Bolzano, verso la chiusura il reparto acciaierie della Valbruna

La proprietà conferma: "Situazione grave". A rischio 120 posti di lavoro



BOLZANO. Per ora è una possibilità. Ma per i sindacati, il fatto che sia stata l’azienda a paventarla, rivela che la situazione è grave: a gennaio, una volta finita la cassa integrazione straordinaria, la Valbruna potrebbe chiudere due reparti (acciaierie e decapaggio, continuerebbe a restare operativo il solo laminatoio) con la conseguente mobilità per 100-120 operai su un totale di 486. L’amministratore delegato Ernesto Amenduni ieri è stato molto franco con i sindacati: «La situazione del mercato è ancora critica. Se a settembre non ci sarà un’inversione di tendenza, allora potrebbe essere necessaria la chiusura dei due reparti».

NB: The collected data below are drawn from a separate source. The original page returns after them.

//! 路由服务模块 - 核心引擎
//!
//! 封装了 web_sys 的 History API，所有对 window.history 的操作都集中在此模块。
//! 导航流程："请求 -> 守卫 -> 更新 History -> 切换视图"。
//! 守卫规则来自核心 crate 的 `AppRoute::resolve` 与 `redirect_for`。

use leafscan::route::AppRoute;
use leafscan::session::{SessionState, redirect_for};
use leptos::prelude::*;
use wasm_bindgen::prelude::*;

fn current_path() -> String {
    web_sys::window()
        .and_then(|w| w.location().pathname().ok())
        .unwrap_or_else(|| "/".to_string())
}

/// 站内路由的完整地址（用于邮件中的回跳链接）
pub fn absolute_url(route: AppRoute) -> Option<String> {
    let origin = web_sys::window()?.location().origin().ok()?;
    Some(format!("{}{}", origin, route.to_path()))
}

#[derive(Clone, Copy)]
enum HistoryMode {
    Push,
    Replace,
}

fn write_history(path: &str, mode: HistoryMode) {
    let Some(history) = web_sys::window().and_then(|w| w.history().ok()) else {
        return;
    };
    let _ = match mode {
        HistoryMode::Push => history.push_state_with_url(&JsValue::NULL, "", Some(path)),
        HistoryMode::Replace => history.replace_state_with_url(&JsValue::NULL, "", Some(path)),
    };
}

/// 路由器服务
///
/// 通过 Signal 驱动界面更新；会话状态由外部注入。
#[derive(Clone, Copy)]
pub struct RouterService {
    current_route: ReadSignal<AppRoute>,
    set_route: WriteSignal<AppRoute>,
    session: Signal<SessionState>,
}

impl RouterService {
    fn new(session: Signal<SessionState>) -> Self {
        let (current_route, set_route) = signal(AppRoute::from_path(&current_path()));
        Self {
            current_route,
            set_route,
            session,
        }
    }

    pub fn current_route(&self) -> ReadSignal<AppRoute> {
        self.current_route
    }

    /// **核心方法：导航与守卫**
    pub fn navigate_to(&self, route: AppRoute) {
        self.go(route, HistoryMode::Push);
    }

    /// 会话已确定时先做守卫，再写 History 并切换视图。
    /// 会话未确定时照常切换，由出口组件挂起受保护视图，等解析完成后再由 Effect 重定向。
    fn go(&self, target: AppRoute, mode: HistoryMode) {
        let state = self.session.get_untracked();
        let resolved = redirect_for(target, &state).unwrap_or(target);
        if resolved != target {
            tracing::info!(from = %target, to = %resolved, "navigation redirected by guard");
        }
        write_history(resolved.to_path(), mode);
        self.set_route.set(resolved);
    }

    /// 浏览器后退/前进也走守卫
    fn init_popstate_listener(&self) {
        let router = *self;
        let closure = Closure::<dyn Fn()>::new(move || {
            router.go(AppRoute::from_path(&current_path()), HistoryMode::Replace);
        });

        if let Some(window) = web_sys::window() {
            let _ = window
                .add_event_listener_with_callback("popstate", closure.as_ref().unchecked_ref());
        }

        // 监听器与应用同寿命
        closure.forget();
    }

    /// 会话变化（包括首次解析）时重新检查当前路由
    fn setup_auth_redirect(&self) {
        let current_route = self.current_route;
        let set_route = self.set_route;
        let session = self.session;

        Effect::new(move |_| {
            let state = session.get();
            let route = current_route.get_untracked();
            if let Some(redirect) = redirect_for(route, &state) {
                tracing::info!(
                    from = %route,
                    to = %redirect,
                    authenticated = state.is_authenticated(),
                    "session changed, redirecting"
                );
                write_history(redirect.to_path(), HistoryMode::Replace);
                set_route.set(redirect);
            }
        });
    }
}

fn provide_router(session: Signal<SessionState>) -> RouterService {
    let router = RouterService::new(session);
    router.init_popstate_listener();
    router.setup_auth_redirect();
    provide_context(router);
    router
}

pub fn use_router() -> RouterService {
    use_context::<RouterService>()
        .expect("RouterService not found in context. Ensure Router is provided.")
}

// ============================================================================
// UI 组件
// ============================================================================

/// 路由器根组件
#[component]
pub fn Router(session: Signal<SessionState>, children: Children) -> impl IntoView {
    provide_router(session);
    children()
}

/// 路由出口组件
///
/// 受保护路由在会话解析完成前只显示加载状态，不挂载视图（因此不会发起数据请求）。
#[component]
pub fn RouterOutlet(
    matcher: fn(AppRoute) -> AnyView,
    /// 会话解析中的占位视图
    pending: fn() -> AnyView,
) -> impl IntoView {
    let router = use_router();
    let session = router.session;
    // 只在"是否已解析"变化时重渲染，令牌刷新不会重建当前视图
    let resolved = Memo::new(move |_| session.with(|s| s.is_resolved()));

    move || {
        let current = router.current_route().get();
        if current.requires_auth() && !resolved.get() {
            pending()
        } else {
            matcher(current)
        }
    }
}

/// 站内链接：拦截点击，走路由服务而不是整页跳转
#[component]
pub fn Link(
    to: AppRoute,
    #[prop(optional, into)] class: String,
    children: Children,
) -> impl IntoView {
    let router = use_router();
    let on_click = move |ev: web_sys::MouseEvent| {
        ev.prevent_default();
        router.navigate_to(to);
    };

    view! {
        <a href=to.to_path() class=class on:click=on_click>
            {children()}
        </a>
    }
}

 I sindacati sono in allarme e per mercoledì è già stata convocata un’assemblea aziendale per discutere della situazione con i 486 dipendenti («all’inizio della crisi - ricorda Fabio Parrichini della Fiom - erano ancora 510, ma in questi mesi di cassa integrazione se ne sono andati più di trenta rassegnando le dimissioni volontarie»). Più che la possibilità della chiusura dei due reparti («c’è ancora una speranza, quella prospettata dall’azienda è l’ipotesi di peggior caduta», resta fiducioso Parrichini), preoccupa il fatto che la proprietà abbia per ora escluso nuovi investimenti: «Sono state smentite tutte le voci di un possibile investimento per un nuovo laminatoio», riferisce Vincenzo Salerno della Uilm. Claudio Voltolini della Fim/Cisl vede in questa mancata volontà di investire un possibile primo passo verso un ridimensionamento ulteriore dello stabilimento bolzanino: «La proprietà - spiega - ci ha fatto intendere che il reparto acciaierie di Bolzano è un doppione rispetto a quello di Vicenza e se non ci sarà una ripresa degli ordini sarà privilegiata la fabbrica veneta. Gli Amenduni dicono che non vogliono abbandonare Bolzano, ma la verità è che senza investimenti anche il laminatoio è un doppione rispetto a quello che c’è a Vicenza. A questo punto ci chiediamo quali prospettive può avere uno stabilimento nel quale la proprietà non voglia investire». Ancora Salerno: «È evidente come la Valbruna abbia privilegiato lo stabilimento di Vicenza: la cassa integrazione è stata fatta quasi per intero qui a Bolzano, questo dimostra chiaramente quale sia la strategia della proprietà».
 In attesa di chiarire il futuro dello stabilimento di via Volta, la situazione delle prossime settimane è ancora quella dello “stop and go” a cui si è assistito in questi primi mesi dell’anno: fino al 30 maggio continuerà a lavorare il reparto acciaierie, mentre gli addetti del reparto laminatoio resteranno operativi fino al 10 giugno. Dopo la cassa integrazione di giugno, forse si riprenderà per tre settimane a luglio primo dello stop estivo tra il 2 e il 20 agosto durante il quale resterà fermo l’intero stabilimento.
 Fino ad allora si spera di fare qualche passo in avanti sulla questione del rumore («siamo arrivati all’assurdo che mentre l’azienda ha effettuato le misurazioni all’interno dello stabilimento, la ricca Provincia ha bloccato le misurazioni all’esterno, perché non ha i soldi - 9.700 euro - per affidare il lavoro a una ditta esterna», attacca Salerno e Voltolini ricorda che «sono ormai sei mesi che l’assessore Laimer ha istituito il gruppo di lavoro ma di soluzioni ancora non ne sono state proposte»), ma soprattutto i sindacati chiedono l’avvio di un tavolo di confronto con gli assessori competenti per discutere del futuro della zona industriale di Bolzano che continua a perdere pezzi. «È arrivato il momento - dichiara Voltolini - di pensare anche al ricollocamento degli operai delle fabbriche. Sapa e Valbruna hanno fatto intendere che i licenziamenti sono ormai più che un’ipotesi e non sono le sole aziende in difficoltà. Purtroppo i lavoratori interessati dai tagli rischiano di non riuscire più a trovare un collocamento alternativo sul mercato del lavoro. Bisogna subito iniziare a pensare ai corsi di riqualificazione. Penso in particolare a lavori socialmente utili, dove gli operai senza più lavoro potrebbero trovare una nuova occupazione».